Assumes 60% input / 40% output token ratio per request. Actual costs may vary based on your usage pattern.
| Parameter | Gemini 2.5 Flash | Llama 3.1 Nemotron 70B Instruct |
|---|---|---|
| Context Window | 1.0M | 131K |
| Max Output Tokens | 65,535 | 16,384 |
| Open Source | No | Yes |
| Created | Jun 17, 2025 | Oct 15, 2024 |
Gemini 2.5 Flash scores 85/100 (rank #51) compared to Llama 3.1 Nemotron 70B Instruct's 57/100 (rank #223), giving it a 28-point advantage.
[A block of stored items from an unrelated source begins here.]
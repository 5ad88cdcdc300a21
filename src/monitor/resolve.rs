use tracing::{debug, trace};

use super::types::{MonitorSnapshot, ScaleFactor};
use crate::MonitorResult;
use crate::config::ResolverConfig;
use crate::platform::{DisplayBackend, SystemBackend};

/// Outcome of resolving the monitor under the cursor.
///
/// Callers only learn *whether* a monitor was found. On `Unresolved` they
/// should fall back to a layout that does not depend on any monitor.
#[must_use]
#[derive(Clone, Copy, Debug, PartialEq)]
pub enum Resolution {
    Resolved(MonitorSnapshot),
    Unresolved,
}

impl Resolution {
    pub fn is_resolved(&self) -> bool {
        matches!(self, Self::Resolved(_))
    }

    pub fn snapshot(&self) -> Option<&MonitorSnapshot> {
        match self {
            Self::Resolved(snapshot) => Some(snapshot),
            Self::Unresolved => None,
        }
    }

    pub fn into_snapshot(self) -> Option<MonitorSnapshot> {
        self.into()
    }
}

impl From<Resolution> for Option<MonitorSnapshot> {
    fn from(resolution: Resolution) -> Self {
        match resolution {
            Resolution::Resolved(snapshot) => Some(snapshot),
            Resolution::Unresolved => None,
        }
    }
}

/// Builds a [`MonitorSnapshot`] for the display under the pointer.
///
/// Holds no state between calls; every call queries the OS afresh, so a
/// shared `&MonitorSnapshotResolver` can be used from any number of threads.
#[derive(Clone, Debug, Default)]
pub struct MonitorSnapshotResolver<B = SystemBackend> {
    backend: B,
    config: ResolverConfig,
}

impl MonitorSnapshotResolver<SystemBackend> {
    pub fn new() -> Self {
        Self::default()
    }

    pub fn with_config(config: ResolverConfig) -> Self {
        Self::with_backend(SystemBackend::default(), config)
    }
}

impl<B: DisplayBackend> MonitorSnapshotResolver<B> {
    pub fn with_backend(backend: B, config: ResolverConfig) -> Self {
        Self { backend, config }
    }

    /// Snapshot the monitor that currently contains the mouse cursor.
    ///
    /// A pointer outside every display resolves to the nearest one. Failing
    /// to read the pointer, find any display, or read its geometry yields
    /// [`Resolution::Unresolved`]. A failed DPI read never does; the scale
    /// factor falls back to `1.0` instead.
    pub fn resolve_at_cursor(&self) -> Resolution {
        match self.resolve_geometry() {
            Ok(snapshot) => Resolution::Resolved(snapshot),
            Err(e) => {
                debug!("monitor under cursor unresolved: {e}");
                Resolution::Unresolved
            }
        }
    }

    fn resolve_geometry(&self) -> MonitorResult<MonitorSnapshot> {
        let cursor = self.backend.cursor_position()?;
        trace!(x = cursor.x, y = cursor.y, "cursor position");

        let descriptor = {
            let handle = self.backend.display_at(cursor)?;
            self.backend.descriptor(&handle)?
        };

        Ok(MonitorSnapshot::new(
            descriptor.work_area,
            descriptor.monitor_area,
            descriptor.is_primary,
            self.scale_factor(),
        ))
    }

    /// Desktop-wide scale factor.
    ///
    /// This reads the screen DC, not the resolved display, so on setups with
    /// per-monitor scaling a secondary display reports the primary's scale.
    fn scale_factor(&self) -> ScaleFactor {
        let dpi = match self.backend.desktop_dpi() {
            Ok(dpi) => dpi,
            Err(e) => {
                debug!("desktop dpi unavailable, assuming unscaled: {e}");
                return ScaleFactor::ONE;
            }
        };
        trace!(dpi, reference = self.config.reference_dpi, "desktop dpi");

        ScaleFactor::from_dpi(dpi, self.config.reference_dpi).unwrap_or_else(|| {
            debug!(dpi, "desktop dpi is not positive, assuming unscaled");
            ScaleFactor::ONE
        })
    }
}
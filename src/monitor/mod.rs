mod resolve;
mod types;

pub use resolve::{MonitorSnapshotResolver, Resolution};
pub use types::{MonitorSnapshot, Point, Rect, ScaleFactor};
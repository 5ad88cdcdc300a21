use thiserror::Error;

/// Reasons a display query can fail.
///
/// These never reach callers of the resolver: they are logged and folded into
/// [`Resolution::Unresolved`](crate::Resolution::Unresolved), or into the
/// `1.0` scale fallback for the DPI read.
#[derive(Debug, Error)]
pub enum MonitorError {
    /// A Win32 call returned a failing HRESULT.
    #[error("{function} failed (error {code:#010x})")]
    Win32 { function: &'static str, code: u32 },

    /// A BOOL-returning Win32 call reported failure.
    #[error("{function} failed")]
    Win32Call { function: &'static str },

    #[error("no display could be resolved")]
    NoDisplay,

    #[error("{area} rectangle is inverted")]
    InvalidGeometry { area: &'static str },

    #[error("invalid resolver configuration: {reason}")]
    InvalidConfig { reason: String },

    #[error("display queries are not supported on this platform")]
    Unsupported,
}

impl MonitorError {
    #[cfg(windows)]
    pub(crate) fn win32(function: &'static str, err: &windows::core::Error) -> Self {
        // HRESULT.0 is i32; reinterpret the bits for display.
        Self::Win32 {
            function,
            code: err.code().0 as u32,
        }
    }
}

pub type MonitorResult<T> = Result<T, MonitorError>;
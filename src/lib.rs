//! RELIEVE storefront core
//!
//! Client-side cart state and checkout glue for a perfume storefront whose
//! catalog, orders and accounts live on an external backend.
//!
//! ## Features
//! - Session cart store with add, update, remove and clear
//! - Cart persistence to local storage, optionally written in the background
//! - Checkout that reprices against the catalog and supports cash-on-delivery,
//!   bKash and Nagad payments for registered and guest shoppers
//! - HTTP surface over the cart store

pub mod api;
pub mod checkout;
pub mod config;
pub mod domain;
pub mod persistence;
pub mod store;

pub use checkout::{CheckoutError, CheckoutRequest, CheckoutService, GatewayError, OrderGateway, ProductCatalog};
pub use config::{AppConfig, ConfigError, LogFormat};
pub use domain::aggregates::{Cart, CartEntry, CartState, Order, PaymentMethod, Product, ProductSnapshot};
pub use domain::value_objects::{Money, ProductId, Quantity};
pub use persistence::{BackgroundWriter, CartPersistence, FileStorage, LocalCartPersistence, MemoryStorage, PersistenceError};
pub use store::CartStore;
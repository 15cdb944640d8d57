//! RELIEVE storefront - local cart service

use anyhow::Result;
use relieve_storefront::{api, AppConfig, BackgroundWriter, CartPersistence, CartStore, FileStorage, LocalCartPersistence, LogFormat};
use std::sync::Arc;
use tracing_subscriber::{layer::SubscriberExt, util::SubscriberInitExt};

#[tokio::main]
async fn main() -> Result<()> {
    let config = AppConfig::from_env()?;
    let filter = tracing_subscriber::EnvFilter::try_from_default_env().unwrap_or_else(|_| "info".into());
    match config.log_format {
        LogFormat::Pretty => tracing_subscriber::registry().with(filter).with(tracing_subscriber::fmt::layer()).init(),
        LogFormat::Json => tracing_subscriber::registry().with(filter).with(tracing_subscriber::fmt::layer().json()).init(),
    }

    let local = LocalCartPersistence::new(FileStorage::new(&config.storage_dir));
    let writer = Arc::new(BackgroundWriter::spawn(Arc::new(local)));
    let persistence: Box<dyn CartPersistence> = Box::new(Arc::clone(&writer));
    let state = api::AppState::new(CartStore::open(persistence));

    let listener = tokio::net::TcpListener::bind(config.bind_addr()).await?;
    tracing::info!(addr = %config.bind_addr(), storage = %config.storage_dir.display(), "RELIEVE cart service listening");
    axum::serve(listener, api::router(state.clone()))
        .with_graceful_shutdown(async { tokio::signal::ctrl_c().await.ok(); })
        .await?;

    // Drop the store so the writer holds the last reference, then flush it.
    drop(state);
    match Arc::try_unwrap(writer) {
        Ok(writer) => writer.shutdown().await,
        Err(_) => tracing::warn!("Cart writer still shared at shutdown; pending writes may be lost"),
    }
    Ok(())
}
Gemini 2.5 Flash is the stronger overall choice, though Llama 3.1 Nemotron 70B Instruct may excel in specific areas like cost efficiency.
Gemini 2.5 Flash is ranked #51 and Llama 3.1 Nemotron 70B Instruct is ranked #223 out of 290+ AI models. Rankings use a composite score combining benchmark performance (25%), pricing (25%), context window (15%), recency (15%), output capacity (10%), and versatility (10%). Scores update hourly.
Llama 3.1 Nemotron 70B Instruct is cheaper at $1.20/M output tokens vs Gemini 2.5 Flash's $2.50/M output tokens — 2.1x more expensive. Input token pricing: Gemini 2.5 Flash at $0.30/M vs Llama 3.1 Nemotron 70B Instruct at $1.20/M.
Gemini 2.5 Flash has a larger context window of 1,048,576 tokens compared to Llama 3.1 Nemotron 70B Instruct's 131,072 tokens. A larger context window means the model can process longer documents and conversations.